Key distinction: First episode vs recurrence drug duration — first episode of acute pericarditis = colchicine for 3 months; recurrence = colchicine for ≥6 months, often 12+ months. This single fact distinguishes a Step 3 clinician from a Step 2 one and is frequently tested.

"32-year-old man treated 4 months ago for acute pericarditis with ibuprofen for 2 weeks. Returns with recurrent sharp pleuritic chest pain relieved by leaning forward. ECG shows diffuse ST elevation. CRP 65."
→ Answer: Restart NSAID + add colchicine for ≥6 months, slow taper based on CRP normalization. Counsel that first episode was undertreated (no colchicine).
"Patient was on colchicine 0.6 mg BID + ibuprofen, doing well, stopped both 2 weeks ago. Now with recurrent symptoms."
→ Answer: Resume same regimen, continue for ≥6 months with gradual taper.

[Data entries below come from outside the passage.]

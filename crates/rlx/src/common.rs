//! 📦 Common data structures: the building blocks of rowlift.
//!
//! 🎬 COLD OPEN: INT. UPLOAD FORM, 4:12 PM ON A FRIDAY
//!
//! Someone, somewhere, clicks "Upload" on a spreadsheet named `final_FINAL_v3.csv`.
//! They do not know about queues. They do not know about blobs. They want a job id
//! and they want to go home. This module gives that job id a shape, and gives every
//! row in that file a place to live afterwards.
//!
//! 🦆
//!
//! Nothing in here does I/O. These are the nouns. The verbs live in `producer`,
//! `consumer` and `backends`.

use std::collections::HashMap;
use std::fmt;
use std::str::FromStr;

use chrono::{DateTime, Utc};
use serde::ser::SerializeMap;
use serde::{Deserialize, Serialize, Serializer};
use uuid::Uuid;

/// 🏷️ The field every committed row carries back to its job. Not lower-cased, on purpose:
/// header keys are always lower-cased, so `jobId` can never collide with a column.
pub const JOB_ID_FIELD: &str = "jobId";

/// 🏷️ Metadata key for the event type tag on every job message.
pub const EVENT_TYPE_KEY: &str = "eventType";

/// 🏷️ The event type the producer stamps on uploads unless configured otherwise.
pub const DEFAULT_EVENT_TYPE: &str = "file.upload";

/// 🪪 A job identifier. A v4 UUID wearing a name tag.
///
/// The hyphenated lowercase form is used everywhere: as the blob key, as the
/// queue message body, and as the `jobId` field on every row.
#[derive(Debug, Clone, Copy, PartialEq, Eq, Hash, Serialize, Deserialize)]
#[serde(transparent)]
pub struct JobId(Uuid);

impl JobId {
    /// 🎲 Mint a fresh one. Collisions are theoretically possible and practically a lottery win.
    pub fn new() -> Self {
        Self(Uuid::new_v4())
    }

    pub fn as_uuid(&self) -> &Uuid {
        &self.0
    }
}

impl Default for JobId {
    fn default() -> Self {
        Self::new()
    }
}

impl fmt::Display for JobId {
    fn fmt(&self, f: &mut fmt::Formatter<'_>) -> fmt::Result {
        write!(f, "{}", self.0.hyphenated())
    }
}

impl FromStr for JobId {
    type Err = uuid::Error;

    fn from_str(s: &str) -> Result<Self, Self::Err> {
        Uuid::parse_str(s.trim()).map(Self)
    }
}

/// 📄 One submitted file, as the producer saw it at submit time.
///
/// Read-only after creation. Nobody in this crate deletes jobs; cleanup belongs
/// to whoever owns the bucket lifecycle rules.
#[derive(Debug, Clone, PartialEq, Eq, Serialize)]
pub struct Job {
    pub id: JobId,
    /// 🔑 Always equal to `id.to_string()`. Kept separate so the blob store never has to know about UUIDs.
    pub blob_key: String,
    pub size: u64,
    pub submitted_at: DateTime<Utc>,
}

impl Job {
    pub fn new(id: JobId, size: u64) -> Self {
        Self {
            id,
            blob_key: id.to_string(),
            size,
            submitted_at: Utc::now(),
        }
    }
}

/// ✉️ The unit carried on the job queue: a body (the job id) plus string metadata.
///
/// Metadata carries the event type tag and the W3C trace context, so a job's
/// trace survives the trip across the queue boundary.
#[derive(Debug, Clone, Default, PartialEq, Eq, Serialize, Deserialize)]
pub struct JobMessage {
    pub body: String,
    #[serde(default)]
    pub metadata: HashMap<String, String>,
}

impl JobMessage {
    pub fn new(body: impl Into<String>, metadata: HashMap<String, String>) -> Self {
        Self {
            body: body.into(),
            metadata,
        }
    }

    /// 🏷️ The `eventType` tag, if the sender bothered to set one.
    pub fn event_type(&self) -> Option<&str> {
        self.metadata.get(EVENT_TYPE_KEY).map(String::as_str)
    }
}

/// 📬 One delivery of a [`JobMessage`].
///
/// The same message can be delivered many times (at-least-once, remember). Each
/// delivery gets its own `delivery_id`, and acknowledgment is per delivery: acking
/// a stale delivery after the queue already handed the message to someone else is
/// a no-op, not a double-ack.
#[derive(Debug, Clone, PartialEq, Eq)]
pub struct Delivery {
    pub delivery_id: String,
    pub message: JobMessage,
    /// 🔄 1 on first delivery, +1 per redelivery.
    pub attempt: u32,
}

/// 🧾 One parsed data line, keyed by normalized header names.
///
/// An ordered map with string keys and string values. Order is the header order
/// (with `jobId` first once the consumer stamps it), which keeps committed documents
/// readable. Inserting a key that already exists replaces the value in place: a
/// header that repeats a column name keeps the last column's value.
#[derive(Debug, Clone, Default, PartialEq, Eq)]
pub struct RowRecord {
    fields: Vec<(String, String)>,
}

impl RowRecord {
    pub fn new() -> Self {
        Self::default()
    }

    pub fn with_capacity(capacity: usize) -> Self {
        Self {
            fields: Vec::with_capacity(capacity),
        }
    }

    /// ➕ Insert or replace a field. Returns the previous value when replacing.
    pub fn insert(&mut self, key: impl Into<String>, value: impl Into<String>) -> Option<String> {
        let key = key.into();
        let value = value.into();
        match self.fields.iter_mut().find(|(k, _)| *k == key) {
            Some((_, existing)) => Some(std::mem::replace(existing, value)),
            None => {
                self.fields.push((key, value));
                None
            }
        }
    }

    /// 🏷️ Stamp the job id onto the record, in front of every column.
    pub fn tag_job(&mut self, job_id: &JobId) {
        let value = job_id.to_string();
        match self.fields.iter_mut().find(|(k, _)| k == JOB_ID_FIELD) {
            Some((_, existing)) => *existing = value,
            None => self.fields.insert(0, (JOB_ID_FIELD.to_string(), value)),
        }
    }

    pub fn get(&self, key: &str) -> Option<&str> {
        self.fields
            .iter()
            .find(|(k, _)| k == key)
            .map(|(_, v)| v.as_str())
    }

    pub fn len(&self) -> usize {
        self.fields.len()
    }

    pub fn is_empty(&self) -> bool {
        self.fields.is_empty()
    }

    pub fn keys(&self) -> impl Iterator<Item = &str> {
        self.fields.iter().map(|(k, _)| k.as_str())
    }

    pub fn iter(&self) -> impl Iterator<Item = (&str, &str)> {
        self.fields.iter().map(|(k, v)| (k.as_str(), v.as_str()))
    }
}

// -- 🎯 hand-rolled so the JSON object comes out in insertion order, no map re-sorting
impl Serialize for RowRecord {
    fn serialize<S: Serializer>(&self, serializer: S) -> Result<S::Ok, S::Error> {
        let mut map = serializer.serialize_map(Some(self.fields.len()))?;
        for (k, v) in &self.fields {
            map.serialize_entry(k, v)?;
        }
        map.end()
    }
}

impl<K: Into<String>, V: Into<String>> FromIterator<(K, V)> for RowRecord {
    fn from_iter<I: IntoIterator<Item = (K, V)>>(iter: I) -> Self {
        let mut record = RowRecord::new();
        for (k, v) in iter {
            record.insert(k, v);
        }
        record
    }
}

/// 📨 One upload request, stripped of whatever transport delivered it.
///
/// `file` is `None` when the request arrived without a file part. `declared_size`
/// is what the client claimed; the receipt also reports what we actually read.
#[derive(Debug, Clone, Default)]
pub struct Upload {
    pub method: String,
    pub file_name: Option<String>,
    pub declared_size: Option<u64>,
    pub file: Option<Vec<u8>>,
}

impl Upload {
    /// 📮 A well-behaved POST with a file attached. What every client should send.
    pub fn post(file_name: impl Into<String>, bytes: Vec<u8>) -> Self {
        Self {
            method: "POST".to_string(),
            file_name: Some(file_name.into()),
            declared_size: Some(bytes.len() as u64),
            file: Some(bytes),
        }
    }
}

/// 🧾 What the caller gets back from a successful submit: `{jobId, totalRead, size}`.
#[derive(Debug, Clone, PartialEq, Eq, Serialize)]
pub struct SubmitReceipt {
    #[serde(rename = "jobId")]
    pub job_id: JobId,
    #[serde(rename = "totalRead")]
    pub total_read: u64,
    pub size: u64,
}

"Patient on prednisone 15 mg/day for third recurrence flares each time prednisone is tapered below 10 mg."
→ Answer: Initiate rilonacept (or anakinra) and begin steroid taper; ensure colchicine continued.
"30-year-old at 26 weeks gestation with recurrence; currently on ibuprofen + colchicine."
→ Answer: Stop ibuprofen (ductal closure risk), continue colchicine, add low-dose prednisone.
"Patient on chronic colchicine prescribed clarithromycin, presents with diarrhea, pancytopenia, myalgia."
→ Answer: Colchicine toxicity from CYP3A4/P-gp interaction; stop colchicine, supportive care, prevent recurrence with medication reconciliation.
"Patient 3 weeks post-CABG with pleuritic chest pain, low-grade fever, friction rub, small effusion."
→ Post-pericardiotomy syndrome → NSAID (aspirin preferred post-CABG) + colchicine.
"Chronic recurrent pericarditis on therapy now with new ascites, edema, elevated JVP with prominent Y descent."
→ Workup for constrictive pericarditis: CMR, right heart cath; medical therapy if active inflammation, pericardiectomy if chronic.
"Young woman with second recurrence, malar rash, joint pains, hair loss."
→ Workup SLE: ANA, dsDNA, complement, UA; treat underlying disease.
"Athlete recovered from recurrent pericarditis 4 weeks ago, asking to return to play."
→ Defer until symptom-free, normal CRP, normal ECG, normal echo ≥3 months; longer if myopericarditis.
Step 3 management: When in doubt on a stem, the default high-yield answer is "add or continue colchicine for ≥6 months and taper based on CRP." This single principle solves the majority of recurrent pericarditis questions.

Recurrent pericarditis is managed by NSAID + colchicine for ≥6 months with taper guided by CRP normalization; corticosteroids are second-line at low doses with very slow taper, and IL-1 blockade (rilonacept or anakinra) is reserved for steroid-dependent or refractory cases.
High-yield recap bullets:
Board pearl: The Step 3 examiner rewards the systems-thinking clinician — written taper schedule, follow-up CRP in 1–2 weeks, medication reconciliation for colchicine interactions, vaccination updates, activity-restriction counseling, and clear return precautions are as important as the drug choice itself.